Problem description: Quote the listing below word for word, stopping after the line that contains "pub static CONFIRMATIONS: Lazy<IntCounterVec>".

==============================

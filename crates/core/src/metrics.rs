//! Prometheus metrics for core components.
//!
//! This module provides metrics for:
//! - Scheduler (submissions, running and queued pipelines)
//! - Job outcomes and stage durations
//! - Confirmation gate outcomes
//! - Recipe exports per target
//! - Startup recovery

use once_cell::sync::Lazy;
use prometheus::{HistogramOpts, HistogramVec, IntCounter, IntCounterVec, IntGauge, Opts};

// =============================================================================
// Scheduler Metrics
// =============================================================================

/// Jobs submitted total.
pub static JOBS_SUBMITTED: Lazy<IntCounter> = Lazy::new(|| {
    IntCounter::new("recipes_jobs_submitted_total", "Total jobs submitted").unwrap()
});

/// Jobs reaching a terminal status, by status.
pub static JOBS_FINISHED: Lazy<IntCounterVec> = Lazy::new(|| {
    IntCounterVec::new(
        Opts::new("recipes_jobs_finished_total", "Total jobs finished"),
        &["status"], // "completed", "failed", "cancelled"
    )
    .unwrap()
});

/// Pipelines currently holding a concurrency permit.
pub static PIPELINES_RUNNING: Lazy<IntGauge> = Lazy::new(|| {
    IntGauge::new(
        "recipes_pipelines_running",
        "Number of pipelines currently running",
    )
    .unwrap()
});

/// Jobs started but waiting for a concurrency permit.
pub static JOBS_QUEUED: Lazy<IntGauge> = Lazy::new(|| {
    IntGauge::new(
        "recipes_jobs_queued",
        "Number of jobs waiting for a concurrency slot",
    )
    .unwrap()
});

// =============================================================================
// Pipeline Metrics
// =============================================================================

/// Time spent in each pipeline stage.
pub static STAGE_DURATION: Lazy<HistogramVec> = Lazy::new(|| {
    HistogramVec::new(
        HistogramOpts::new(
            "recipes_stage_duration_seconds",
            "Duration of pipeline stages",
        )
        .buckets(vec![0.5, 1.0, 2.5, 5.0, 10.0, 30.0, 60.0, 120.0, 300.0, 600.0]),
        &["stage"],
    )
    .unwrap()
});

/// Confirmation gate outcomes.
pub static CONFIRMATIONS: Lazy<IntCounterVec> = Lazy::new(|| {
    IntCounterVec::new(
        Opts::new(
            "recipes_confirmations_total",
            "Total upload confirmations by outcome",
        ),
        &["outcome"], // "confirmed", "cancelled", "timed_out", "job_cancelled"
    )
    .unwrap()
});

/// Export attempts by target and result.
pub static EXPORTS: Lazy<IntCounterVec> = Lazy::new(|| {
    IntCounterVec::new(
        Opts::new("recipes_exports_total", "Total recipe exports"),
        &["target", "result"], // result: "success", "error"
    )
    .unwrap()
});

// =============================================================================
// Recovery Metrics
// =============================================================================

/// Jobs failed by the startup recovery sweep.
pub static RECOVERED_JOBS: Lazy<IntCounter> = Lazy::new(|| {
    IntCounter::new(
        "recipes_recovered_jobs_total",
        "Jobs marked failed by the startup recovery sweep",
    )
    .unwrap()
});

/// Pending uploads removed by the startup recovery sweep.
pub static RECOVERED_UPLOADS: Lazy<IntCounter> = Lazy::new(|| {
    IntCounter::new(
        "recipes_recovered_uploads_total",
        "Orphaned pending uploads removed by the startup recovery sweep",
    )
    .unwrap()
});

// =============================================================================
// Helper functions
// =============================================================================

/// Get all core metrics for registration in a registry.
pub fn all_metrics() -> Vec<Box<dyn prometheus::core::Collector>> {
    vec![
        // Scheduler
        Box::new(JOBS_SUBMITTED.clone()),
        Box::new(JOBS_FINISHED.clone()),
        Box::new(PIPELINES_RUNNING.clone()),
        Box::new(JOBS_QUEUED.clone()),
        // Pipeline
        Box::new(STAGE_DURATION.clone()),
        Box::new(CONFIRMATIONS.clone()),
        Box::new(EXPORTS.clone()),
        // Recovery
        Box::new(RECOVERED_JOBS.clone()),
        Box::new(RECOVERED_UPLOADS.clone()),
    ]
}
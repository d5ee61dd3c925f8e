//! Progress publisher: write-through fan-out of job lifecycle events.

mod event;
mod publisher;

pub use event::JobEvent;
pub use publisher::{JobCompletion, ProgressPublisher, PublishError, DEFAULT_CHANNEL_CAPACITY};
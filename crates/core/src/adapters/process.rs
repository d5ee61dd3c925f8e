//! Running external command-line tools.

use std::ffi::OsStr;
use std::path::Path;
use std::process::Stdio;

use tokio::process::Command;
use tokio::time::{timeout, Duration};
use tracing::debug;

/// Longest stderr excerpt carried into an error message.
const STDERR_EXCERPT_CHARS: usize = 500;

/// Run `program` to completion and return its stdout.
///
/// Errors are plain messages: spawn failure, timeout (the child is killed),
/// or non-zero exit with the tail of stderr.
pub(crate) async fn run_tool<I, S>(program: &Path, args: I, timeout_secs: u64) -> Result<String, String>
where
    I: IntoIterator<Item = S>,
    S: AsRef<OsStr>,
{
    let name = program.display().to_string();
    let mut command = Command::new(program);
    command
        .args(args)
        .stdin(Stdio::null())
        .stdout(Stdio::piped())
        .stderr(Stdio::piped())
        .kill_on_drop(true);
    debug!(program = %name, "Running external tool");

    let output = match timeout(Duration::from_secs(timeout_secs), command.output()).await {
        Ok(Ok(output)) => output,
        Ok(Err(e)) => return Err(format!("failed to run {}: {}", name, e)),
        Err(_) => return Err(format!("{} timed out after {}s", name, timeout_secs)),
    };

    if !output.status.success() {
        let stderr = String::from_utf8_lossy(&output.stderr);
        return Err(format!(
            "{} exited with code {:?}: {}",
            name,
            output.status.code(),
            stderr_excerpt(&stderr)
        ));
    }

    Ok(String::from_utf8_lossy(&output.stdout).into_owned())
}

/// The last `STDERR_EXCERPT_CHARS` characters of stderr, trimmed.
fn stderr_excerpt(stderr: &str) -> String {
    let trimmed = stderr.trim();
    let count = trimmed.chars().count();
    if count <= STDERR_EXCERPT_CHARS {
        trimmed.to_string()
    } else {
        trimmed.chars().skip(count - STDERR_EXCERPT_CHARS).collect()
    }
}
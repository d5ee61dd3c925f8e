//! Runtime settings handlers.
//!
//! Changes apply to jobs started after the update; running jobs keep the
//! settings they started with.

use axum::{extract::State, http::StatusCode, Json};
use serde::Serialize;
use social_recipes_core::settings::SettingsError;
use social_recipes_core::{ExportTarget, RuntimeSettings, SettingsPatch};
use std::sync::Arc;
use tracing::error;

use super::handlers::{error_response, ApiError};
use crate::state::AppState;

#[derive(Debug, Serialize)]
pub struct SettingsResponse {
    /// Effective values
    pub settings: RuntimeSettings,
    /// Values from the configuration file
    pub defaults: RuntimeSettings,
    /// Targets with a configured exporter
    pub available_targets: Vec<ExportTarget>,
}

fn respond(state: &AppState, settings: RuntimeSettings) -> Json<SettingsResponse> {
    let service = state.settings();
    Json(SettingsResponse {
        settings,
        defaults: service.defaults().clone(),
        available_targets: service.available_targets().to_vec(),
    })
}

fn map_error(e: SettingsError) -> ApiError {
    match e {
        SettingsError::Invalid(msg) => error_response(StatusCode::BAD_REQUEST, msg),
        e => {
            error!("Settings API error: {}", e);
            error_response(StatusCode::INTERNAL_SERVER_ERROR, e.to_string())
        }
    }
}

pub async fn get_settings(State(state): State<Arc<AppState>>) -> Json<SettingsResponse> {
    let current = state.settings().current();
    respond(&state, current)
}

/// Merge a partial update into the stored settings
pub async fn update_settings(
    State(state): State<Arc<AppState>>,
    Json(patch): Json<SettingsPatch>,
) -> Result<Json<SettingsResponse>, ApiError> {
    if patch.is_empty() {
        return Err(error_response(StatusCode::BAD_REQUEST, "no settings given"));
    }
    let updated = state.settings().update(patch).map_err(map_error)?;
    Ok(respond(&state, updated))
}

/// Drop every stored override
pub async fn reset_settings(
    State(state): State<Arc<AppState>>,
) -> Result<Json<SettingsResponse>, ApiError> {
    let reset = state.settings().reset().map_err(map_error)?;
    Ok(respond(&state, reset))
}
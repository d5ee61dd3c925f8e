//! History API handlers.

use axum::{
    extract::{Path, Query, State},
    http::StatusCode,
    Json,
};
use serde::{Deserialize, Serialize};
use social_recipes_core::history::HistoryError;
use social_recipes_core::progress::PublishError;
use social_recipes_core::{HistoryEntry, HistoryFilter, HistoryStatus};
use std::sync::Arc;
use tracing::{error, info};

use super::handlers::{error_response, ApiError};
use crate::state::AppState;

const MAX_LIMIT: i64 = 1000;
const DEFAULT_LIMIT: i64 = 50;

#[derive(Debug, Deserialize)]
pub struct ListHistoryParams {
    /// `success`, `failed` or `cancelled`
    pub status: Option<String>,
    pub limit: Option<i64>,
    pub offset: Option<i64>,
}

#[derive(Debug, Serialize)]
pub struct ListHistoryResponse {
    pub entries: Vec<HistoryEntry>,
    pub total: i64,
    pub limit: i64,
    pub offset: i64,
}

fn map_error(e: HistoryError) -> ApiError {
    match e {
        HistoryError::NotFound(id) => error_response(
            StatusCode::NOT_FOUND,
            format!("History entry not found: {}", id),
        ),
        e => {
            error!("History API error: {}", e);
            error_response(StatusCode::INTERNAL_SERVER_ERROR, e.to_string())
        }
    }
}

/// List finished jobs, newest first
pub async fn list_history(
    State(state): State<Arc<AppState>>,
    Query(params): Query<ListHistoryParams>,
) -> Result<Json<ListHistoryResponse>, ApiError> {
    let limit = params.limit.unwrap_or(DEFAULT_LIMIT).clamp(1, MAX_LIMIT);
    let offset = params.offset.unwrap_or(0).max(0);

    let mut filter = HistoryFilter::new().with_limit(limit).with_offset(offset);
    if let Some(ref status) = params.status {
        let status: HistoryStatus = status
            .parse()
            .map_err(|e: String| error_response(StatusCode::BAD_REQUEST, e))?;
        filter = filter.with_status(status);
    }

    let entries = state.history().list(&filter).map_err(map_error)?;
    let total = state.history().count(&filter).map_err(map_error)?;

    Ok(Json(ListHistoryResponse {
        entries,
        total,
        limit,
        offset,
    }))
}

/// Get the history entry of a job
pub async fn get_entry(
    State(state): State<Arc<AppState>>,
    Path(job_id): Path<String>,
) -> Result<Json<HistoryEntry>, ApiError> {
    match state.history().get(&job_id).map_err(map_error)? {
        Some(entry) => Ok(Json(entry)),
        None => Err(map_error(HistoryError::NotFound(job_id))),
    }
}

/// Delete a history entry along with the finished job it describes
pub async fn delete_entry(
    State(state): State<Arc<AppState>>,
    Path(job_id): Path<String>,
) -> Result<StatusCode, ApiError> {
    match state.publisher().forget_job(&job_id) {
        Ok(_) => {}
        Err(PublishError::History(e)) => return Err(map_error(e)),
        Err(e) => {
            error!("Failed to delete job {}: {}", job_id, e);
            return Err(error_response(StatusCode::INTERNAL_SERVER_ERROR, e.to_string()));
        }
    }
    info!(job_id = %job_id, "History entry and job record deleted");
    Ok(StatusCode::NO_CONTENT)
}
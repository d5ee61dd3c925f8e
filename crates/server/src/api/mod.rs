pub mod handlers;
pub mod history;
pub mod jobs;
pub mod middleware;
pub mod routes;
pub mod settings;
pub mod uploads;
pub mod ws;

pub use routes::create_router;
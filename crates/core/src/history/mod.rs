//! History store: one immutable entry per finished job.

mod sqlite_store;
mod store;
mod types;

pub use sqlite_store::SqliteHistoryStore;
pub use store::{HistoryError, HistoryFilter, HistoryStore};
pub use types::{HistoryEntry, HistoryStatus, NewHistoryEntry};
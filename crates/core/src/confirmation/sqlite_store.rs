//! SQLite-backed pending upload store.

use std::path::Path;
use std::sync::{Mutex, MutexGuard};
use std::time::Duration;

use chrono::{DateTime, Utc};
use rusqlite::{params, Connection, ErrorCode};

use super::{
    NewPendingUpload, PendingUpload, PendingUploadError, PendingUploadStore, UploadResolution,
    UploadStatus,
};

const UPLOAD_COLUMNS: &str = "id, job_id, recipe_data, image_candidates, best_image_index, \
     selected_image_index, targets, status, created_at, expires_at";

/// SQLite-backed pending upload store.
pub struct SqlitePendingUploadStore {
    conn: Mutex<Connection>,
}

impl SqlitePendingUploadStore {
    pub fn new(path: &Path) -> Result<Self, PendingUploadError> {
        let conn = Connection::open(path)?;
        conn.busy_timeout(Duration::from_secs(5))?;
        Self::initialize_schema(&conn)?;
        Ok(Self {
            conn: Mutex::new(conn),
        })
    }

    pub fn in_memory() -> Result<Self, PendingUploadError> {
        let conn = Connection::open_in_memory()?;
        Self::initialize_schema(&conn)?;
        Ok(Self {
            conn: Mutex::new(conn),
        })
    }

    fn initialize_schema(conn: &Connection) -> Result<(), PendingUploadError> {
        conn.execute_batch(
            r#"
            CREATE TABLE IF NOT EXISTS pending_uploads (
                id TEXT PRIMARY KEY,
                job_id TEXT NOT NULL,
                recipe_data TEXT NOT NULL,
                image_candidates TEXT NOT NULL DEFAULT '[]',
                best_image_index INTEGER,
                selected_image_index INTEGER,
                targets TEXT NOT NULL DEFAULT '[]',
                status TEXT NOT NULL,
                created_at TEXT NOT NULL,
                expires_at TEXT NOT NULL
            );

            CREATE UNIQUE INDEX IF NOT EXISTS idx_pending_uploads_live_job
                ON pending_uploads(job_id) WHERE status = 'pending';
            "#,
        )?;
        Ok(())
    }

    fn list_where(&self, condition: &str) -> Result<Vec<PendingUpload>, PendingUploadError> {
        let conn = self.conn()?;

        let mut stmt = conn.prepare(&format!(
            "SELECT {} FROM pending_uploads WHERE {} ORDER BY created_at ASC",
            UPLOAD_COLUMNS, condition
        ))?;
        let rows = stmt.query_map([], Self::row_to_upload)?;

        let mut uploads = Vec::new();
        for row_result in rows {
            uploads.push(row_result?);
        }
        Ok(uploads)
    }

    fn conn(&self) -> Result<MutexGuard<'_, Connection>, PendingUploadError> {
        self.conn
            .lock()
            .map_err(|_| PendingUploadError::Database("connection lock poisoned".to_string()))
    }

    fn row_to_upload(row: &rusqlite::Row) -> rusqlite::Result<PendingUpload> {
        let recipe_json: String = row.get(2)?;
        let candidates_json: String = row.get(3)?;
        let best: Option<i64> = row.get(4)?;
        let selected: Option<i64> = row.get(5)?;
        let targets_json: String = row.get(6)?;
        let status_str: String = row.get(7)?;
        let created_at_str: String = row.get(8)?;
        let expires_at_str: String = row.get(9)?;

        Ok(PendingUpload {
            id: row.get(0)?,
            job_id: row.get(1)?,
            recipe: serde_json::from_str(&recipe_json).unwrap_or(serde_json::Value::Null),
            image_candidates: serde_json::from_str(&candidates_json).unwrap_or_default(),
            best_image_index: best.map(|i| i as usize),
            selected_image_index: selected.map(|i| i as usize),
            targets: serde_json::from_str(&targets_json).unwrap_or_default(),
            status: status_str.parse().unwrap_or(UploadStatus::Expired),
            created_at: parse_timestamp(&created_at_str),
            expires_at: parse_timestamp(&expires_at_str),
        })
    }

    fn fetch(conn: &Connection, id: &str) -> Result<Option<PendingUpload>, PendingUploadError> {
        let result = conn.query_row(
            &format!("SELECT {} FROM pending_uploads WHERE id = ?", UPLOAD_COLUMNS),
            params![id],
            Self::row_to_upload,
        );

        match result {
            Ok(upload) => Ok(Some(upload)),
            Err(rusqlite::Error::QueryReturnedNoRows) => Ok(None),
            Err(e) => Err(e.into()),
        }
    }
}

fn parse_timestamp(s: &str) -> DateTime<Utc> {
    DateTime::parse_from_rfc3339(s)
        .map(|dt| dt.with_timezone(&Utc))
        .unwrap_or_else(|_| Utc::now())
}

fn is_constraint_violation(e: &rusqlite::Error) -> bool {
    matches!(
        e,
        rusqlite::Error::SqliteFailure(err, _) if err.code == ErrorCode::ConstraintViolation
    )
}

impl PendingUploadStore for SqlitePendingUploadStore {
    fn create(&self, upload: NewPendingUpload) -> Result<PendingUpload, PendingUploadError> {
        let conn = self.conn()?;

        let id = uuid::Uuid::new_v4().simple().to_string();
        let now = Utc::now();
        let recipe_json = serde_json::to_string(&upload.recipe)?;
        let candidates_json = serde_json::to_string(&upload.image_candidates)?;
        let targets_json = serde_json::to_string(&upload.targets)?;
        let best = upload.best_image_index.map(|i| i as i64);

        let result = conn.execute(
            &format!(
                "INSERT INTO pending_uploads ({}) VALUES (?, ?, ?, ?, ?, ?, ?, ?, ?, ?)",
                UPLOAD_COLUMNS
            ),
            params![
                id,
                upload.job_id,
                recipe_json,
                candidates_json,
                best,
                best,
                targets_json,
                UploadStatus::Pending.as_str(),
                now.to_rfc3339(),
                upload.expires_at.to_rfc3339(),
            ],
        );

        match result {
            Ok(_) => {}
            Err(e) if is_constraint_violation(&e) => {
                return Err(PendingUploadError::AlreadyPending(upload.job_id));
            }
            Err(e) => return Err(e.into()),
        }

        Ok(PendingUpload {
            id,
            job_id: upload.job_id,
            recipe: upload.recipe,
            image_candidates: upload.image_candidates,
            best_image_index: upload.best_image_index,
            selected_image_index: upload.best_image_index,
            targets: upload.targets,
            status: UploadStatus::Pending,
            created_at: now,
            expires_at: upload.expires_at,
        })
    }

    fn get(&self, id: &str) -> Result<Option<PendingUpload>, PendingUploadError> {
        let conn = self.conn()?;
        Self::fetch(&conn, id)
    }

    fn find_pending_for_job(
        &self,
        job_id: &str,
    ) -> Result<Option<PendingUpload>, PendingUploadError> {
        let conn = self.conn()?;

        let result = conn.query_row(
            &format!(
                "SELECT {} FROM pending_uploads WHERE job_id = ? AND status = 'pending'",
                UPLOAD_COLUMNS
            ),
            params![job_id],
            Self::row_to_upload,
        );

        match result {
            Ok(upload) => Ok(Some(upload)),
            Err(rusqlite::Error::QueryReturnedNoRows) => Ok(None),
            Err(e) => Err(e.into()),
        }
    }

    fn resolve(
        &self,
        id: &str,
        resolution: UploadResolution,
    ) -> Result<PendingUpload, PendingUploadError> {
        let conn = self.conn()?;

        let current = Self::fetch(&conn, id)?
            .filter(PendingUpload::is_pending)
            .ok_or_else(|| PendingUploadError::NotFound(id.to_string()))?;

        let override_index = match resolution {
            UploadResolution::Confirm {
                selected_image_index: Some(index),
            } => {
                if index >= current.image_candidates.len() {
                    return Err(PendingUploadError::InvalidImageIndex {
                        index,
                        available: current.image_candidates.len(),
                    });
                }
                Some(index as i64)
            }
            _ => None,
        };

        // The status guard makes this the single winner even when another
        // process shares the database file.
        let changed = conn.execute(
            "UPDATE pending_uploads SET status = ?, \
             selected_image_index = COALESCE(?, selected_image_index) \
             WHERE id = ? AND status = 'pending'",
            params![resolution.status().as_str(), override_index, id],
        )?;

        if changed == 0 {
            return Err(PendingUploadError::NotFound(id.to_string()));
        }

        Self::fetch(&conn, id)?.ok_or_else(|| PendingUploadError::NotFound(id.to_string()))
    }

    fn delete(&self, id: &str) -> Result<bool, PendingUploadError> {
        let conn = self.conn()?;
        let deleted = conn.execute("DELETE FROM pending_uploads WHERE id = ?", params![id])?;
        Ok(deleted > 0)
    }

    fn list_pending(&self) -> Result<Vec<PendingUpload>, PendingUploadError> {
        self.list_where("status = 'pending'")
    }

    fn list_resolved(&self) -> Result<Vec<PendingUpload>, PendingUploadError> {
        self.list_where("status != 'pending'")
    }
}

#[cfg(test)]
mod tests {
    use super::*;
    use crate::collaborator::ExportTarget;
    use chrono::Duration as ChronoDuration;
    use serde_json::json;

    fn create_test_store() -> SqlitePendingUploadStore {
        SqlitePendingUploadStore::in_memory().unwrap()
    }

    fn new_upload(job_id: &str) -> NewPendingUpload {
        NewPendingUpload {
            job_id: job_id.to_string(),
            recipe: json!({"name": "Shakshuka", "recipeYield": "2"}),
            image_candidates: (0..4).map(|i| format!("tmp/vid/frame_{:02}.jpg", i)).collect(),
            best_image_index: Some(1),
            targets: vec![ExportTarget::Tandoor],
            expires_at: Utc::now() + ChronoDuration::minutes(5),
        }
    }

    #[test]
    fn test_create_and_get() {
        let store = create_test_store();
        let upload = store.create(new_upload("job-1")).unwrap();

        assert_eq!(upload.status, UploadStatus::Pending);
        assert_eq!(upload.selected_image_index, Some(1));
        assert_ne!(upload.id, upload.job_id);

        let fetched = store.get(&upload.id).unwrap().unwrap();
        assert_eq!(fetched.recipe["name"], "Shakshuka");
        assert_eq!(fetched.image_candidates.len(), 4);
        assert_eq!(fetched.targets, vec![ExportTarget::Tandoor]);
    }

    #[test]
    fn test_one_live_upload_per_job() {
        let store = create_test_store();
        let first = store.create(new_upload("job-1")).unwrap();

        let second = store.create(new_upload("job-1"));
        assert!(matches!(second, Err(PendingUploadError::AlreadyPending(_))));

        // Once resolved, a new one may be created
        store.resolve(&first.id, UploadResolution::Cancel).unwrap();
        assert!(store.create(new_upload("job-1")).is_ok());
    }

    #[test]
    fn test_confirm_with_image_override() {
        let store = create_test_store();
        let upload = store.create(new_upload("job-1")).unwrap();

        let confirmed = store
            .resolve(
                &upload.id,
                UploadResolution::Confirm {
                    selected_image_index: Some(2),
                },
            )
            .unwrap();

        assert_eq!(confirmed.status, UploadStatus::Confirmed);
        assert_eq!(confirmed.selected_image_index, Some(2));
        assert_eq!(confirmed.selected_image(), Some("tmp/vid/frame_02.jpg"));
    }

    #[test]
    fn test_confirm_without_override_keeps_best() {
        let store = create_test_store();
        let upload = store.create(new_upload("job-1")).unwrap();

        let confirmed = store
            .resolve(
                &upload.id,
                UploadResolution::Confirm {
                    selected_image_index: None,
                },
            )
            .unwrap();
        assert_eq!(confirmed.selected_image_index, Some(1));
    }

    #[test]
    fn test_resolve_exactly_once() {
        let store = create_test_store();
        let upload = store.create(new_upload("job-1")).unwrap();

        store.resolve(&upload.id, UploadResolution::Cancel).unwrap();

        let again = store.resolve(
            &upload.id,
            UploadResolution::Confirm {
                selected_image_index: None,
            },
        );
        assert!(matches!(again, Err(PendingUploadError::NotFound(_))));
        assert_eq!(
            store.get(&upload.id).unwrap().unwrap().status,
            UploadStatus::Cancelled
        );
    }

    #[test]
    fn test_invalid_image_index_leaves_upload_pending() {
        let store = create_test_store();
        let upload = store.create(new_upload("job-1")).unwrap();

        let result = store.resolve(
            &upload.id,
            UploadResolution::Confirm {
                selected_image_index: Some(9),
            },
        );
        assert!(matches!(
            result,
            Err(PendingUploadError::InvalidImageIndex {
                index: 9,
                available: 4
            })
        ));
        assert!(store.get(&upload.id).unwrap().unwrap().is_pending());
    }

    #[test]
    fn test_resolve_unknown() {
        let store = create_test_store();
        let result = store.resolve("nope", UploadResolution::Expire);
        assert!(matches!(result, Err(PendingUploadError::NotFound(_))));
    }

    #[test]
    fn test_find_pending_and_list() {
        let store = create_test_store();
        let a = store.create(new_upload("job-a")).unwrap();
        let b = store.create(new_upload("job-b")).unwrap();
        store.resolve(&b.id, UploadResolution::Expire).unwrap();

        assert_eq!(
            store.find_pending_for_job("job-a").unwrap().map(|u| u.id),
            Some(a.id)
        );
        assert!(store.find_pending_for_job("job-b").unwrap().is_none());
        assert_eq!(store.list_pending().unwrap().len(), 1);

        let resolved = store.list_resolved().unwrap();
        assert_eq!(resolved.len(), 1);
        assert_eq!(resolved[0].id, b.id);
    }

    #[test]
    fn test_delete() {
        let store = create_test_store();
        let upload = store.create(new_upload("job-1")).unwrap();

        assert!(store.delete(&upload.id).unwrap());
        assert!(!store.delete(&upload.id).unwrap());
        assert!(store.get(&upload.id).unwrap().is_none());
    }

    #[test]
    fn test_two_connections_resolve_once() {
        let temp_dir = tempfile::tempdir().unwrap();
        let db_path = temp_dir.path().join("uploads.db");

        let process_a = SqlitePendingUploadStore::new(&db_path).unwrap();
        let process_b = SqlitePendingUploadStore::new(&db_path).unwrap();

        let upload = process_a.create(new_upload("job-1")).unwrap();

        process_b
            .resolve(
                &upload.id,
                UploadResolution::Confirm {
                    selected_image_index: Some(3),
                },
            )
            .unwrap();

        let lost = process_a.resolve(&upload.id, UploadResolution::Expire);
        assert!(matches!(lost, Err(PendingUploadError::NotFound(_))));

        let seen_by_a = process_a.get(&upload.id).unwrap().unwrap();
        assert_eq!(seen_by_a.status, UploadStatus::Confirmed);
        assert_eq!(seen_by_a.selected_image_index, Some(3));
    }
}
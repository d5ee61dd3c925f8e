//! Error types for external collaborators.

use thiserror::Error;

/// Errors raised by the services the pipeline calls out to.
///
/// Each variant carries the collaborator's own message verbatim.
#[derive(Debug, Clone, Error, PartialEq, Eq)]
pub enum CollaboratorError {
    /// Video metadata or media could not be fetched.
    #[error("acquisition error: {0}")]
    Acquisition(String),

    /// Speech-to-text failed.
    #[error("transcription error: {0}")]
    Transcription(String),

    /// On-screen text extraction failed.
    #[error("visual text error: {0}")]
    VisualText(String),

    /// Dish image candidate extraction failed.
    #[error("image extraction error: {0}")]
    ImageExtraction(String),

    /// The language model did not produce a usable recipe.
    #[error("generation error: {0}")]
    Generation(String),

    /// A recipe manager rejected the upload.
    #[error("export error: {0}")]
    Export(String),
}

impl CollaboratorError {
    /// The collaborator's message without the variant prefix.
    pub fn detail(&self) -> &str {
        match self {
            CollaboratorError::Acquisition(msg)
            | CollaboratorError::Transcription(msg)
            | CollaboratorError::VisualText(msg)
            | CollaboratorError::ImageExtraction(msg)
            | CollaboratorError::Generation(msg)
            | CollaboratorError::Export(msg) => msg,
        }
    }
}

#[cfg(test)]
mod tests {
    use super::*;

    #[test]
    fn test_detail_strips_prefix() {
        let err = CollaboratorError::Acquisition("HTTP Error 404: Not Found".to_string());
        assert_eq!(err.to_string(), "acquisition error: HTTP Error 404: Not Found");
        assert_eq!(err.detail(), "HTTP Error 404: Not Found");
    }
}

==============================

Result:
filename crates/core/src/metrics.rs
//! Prometheus metrics for core components.
//!
//! This module provides metrics for:
//! - Scheduler (submissions, running and queued pipelines)
//! - Job outcomes and stage durations
//! - Confirmation gate outcomes
//! - Recipe exports per target
//! - Startup recovery

use once_cell::sync::Lazy;
use prometheus::{HistogramOpts, HistogramVec, IntCounter, IntCounterVec, IntGauge, Opts};

// =============================================================================
// Scheduler Metrics
// =============================================================================

/// Jobs submitted total.
pub static JOBS_SUBMITTED: Lazy<IntCounter> = Lazy::new(|| {
    IntCounter::new("recipes_jobs_submitted_total", "Total jobs submitted").unwrap()
});

/// Jobs reaching a terminal status, by status.
pub static JOBS_FINISHED: Lazy<IntCounterVec> = Lazy::new(|| {
    IntCounterVec::new(
        Opts::new("recipes_jobs_finished_total", "Total jobs finished"),
        &["status"], // "completed", "failed", "cancelled"
    )
    .unwrap()
});

/// Pipelines currently holding a concurrency permit.
pub static PIPELINES_RUNNING: Lazy<IntGauge> = Lazy::new(|| {
    IntGauge::new(
        "recipes_pipelines_running",
        "Number of pipelines currently running",
    )
    .unwrap()
});

/// Jobs started but waiting for a concurrency permit.
pub static JOBS_QUEUED: Lazy<IntGauge> = Lazy::new(|| {
    IntGauge::new(
        "recipes_jobs_queued",
        "Number of jobs waiting for a concurrency slot",
    )
    .unwrap()
});

// =============================================================================
// Pipeline Metrics
// =============================================================================

/// Time spent in each pipeline stage.
pub static STAGE_DURATION: Lazy<HistogramVec> = Lazy::new(|| {
    HistogramVec::new(
        HistogramOpts::new(
            "recipes_stage_duration_seconds",
            "Duration of pipeline stages",
        )
        .buckets(vec![0.5, 1.0, 2.5, 5.0, 10.0, 30.0, 60.0, 120.0, 300.0, 600.0]),
        &["stage"],
    )
    .unwrap()
});

/// Confirmation gate outcomes.
pub static CONFIRMATIONS: Lazy<IntCounterVec> = Lazy::new(|| {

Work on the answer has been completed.